**Source information**.
☆ ☆ ☆ ☆ ☆ ☆ ☆

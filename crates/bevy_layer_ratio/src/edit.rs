use bevy::prelude::*;
use rand::Rng;

use crate::asset::{Key, LayerRatio, LayerRatioError};

// ratio steps per pixel when scrubbing a ratio field
const NUDGE_SPEED: f32 = 3.0;

/// Editing session for a [`LayerRatio`].
///
/// Tracks which key is selected while an editor inserts, drags, recolours and
/// deletes keys. Drawing and hit-testing are left to the UI; it reports what
/// happened in ratio space and reads the result back from here.
#[derive(Component, Debug, Clone, Default)]
pub struct LayerRatioEditState {
    /// The layer ratio being edited.
    pub layer_ratio: LayerRatio,
    selected: usize,
}

impl LayerRatioEditState {
    /// Starts editing `layer_ratio` with its first key selected.
    ///
    /// An empty layer ratio is reset to the default keys so the selection is
    /// always valid.
    pub fn from_layer_ratio(mut layer_ratio: LayerRatio) -> Self {
        if layer_ratio.is_empty() {
            layer_ratio.reset();
        }
        Self {
            layer_ratio,
            selected: 0,
        }
    }

    /// Index of the selected key.
    pub fn selected(&self) -> usize {
        self.selected
    }

    /// The selected key.
    pub fn selected_key(&self) -> Result<Key, LayerRatioError> {
        self.layer_ratio.key(self.selected)
    }

    /// Selects the key at `index`.
    pub fn select(&mut self, index: usize) -> Result<(), LayerRatioError> {
        self.layer_ratio.key(index)?;
        self.selected = index;
        Ok(())
    }

    /// Inserts a key at `ratio` and selects it.
    ///
    /// With [`LayerRatio::randomize_color`] set, the key gets a random opaque
    /// colour from `rng`. Otherwise it takes the colour already shown at
    /// `ratio`, so the preview does not change until the key is edited.
    pub fn insert_key(&mut self, ratio: f32, rng: &mut impl Rng) -> usize {
        let color = if self.layer_ratio.randomize_color {
            [rng.random(), rng.random(), rng.random(), 1.0]
        } else {
            self.layer_ratio.evaluate(ratio)
        };
        self.selected = self.layer_ratio.add_key(color, ratio);
        self.selected
    }

    /// Moves the selected key to `ratio`. The selection follows the key.
    pub fn move_selected(&mut self, ratio: f32) -> Result<usize, LayerRatioError> {
        self.selected = self.layer_ratio.update_key_ratio(self.selected, ratio)?;
        Ok(self.selected)
    }

    /// Scrubs the selected key's ratio by a horizontal drag of `delta` pixels.
    ///
    /// Each pixel moves the ratio by three hundredths, truncated towards zero.
    pub fn nudge_selected(&mut self, delta: f32) -> Result<usize, LayerRatioError> {
        let ratio = self.selected_key()?.ratio();
        let scaled = ratio * 100.0 + delta * NUDGE_SPEED;
        self.move_selected(scaled.trunc() / 100.0)
    }

    /// Replaces the colour of the selected key.
    pub fn recolor_selected(&mut self, color: [f32; 4]) -> Result<(), LayerRatioError> {
        self.layer_ratio.update_key_color(self.selected, color)
    }

    /// Deletes the selected key unless it is the last one.
    ///
    /// If the selection pointed at the last key, it moves to the new last key.
    pub fn delete_selected(&mut self) -> Result<(), LayerRatioError> {
        self.layer_ratio.remove_key(self.selected)?;
        if self.selected >= self.layer_ratio.len() {
            self.selected = self.layer_ratio.len().saturating_sub(1);
        }
        Ok(())
    }

    /// Resets the layer ratio to its default keys and selects the first one.
    pub fn reset(&mut self) {
        self.layer_ratio.reset();
        self.selected = 0;
    }

    /// Ends the session and returns the edited layer ratio.
    pub fn into_layer_ratio(self) -> LayerRatio {
        self.layer_ratio
    }
}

☆ ☆ ☆ ☆ ☆ ☆ ☆

The lines that mention the word "last" should be pulled from the records above.

    /// Deletes the selected key unless it is the last one.
    /// If the selection pointed at the last key, it moves to the new last key.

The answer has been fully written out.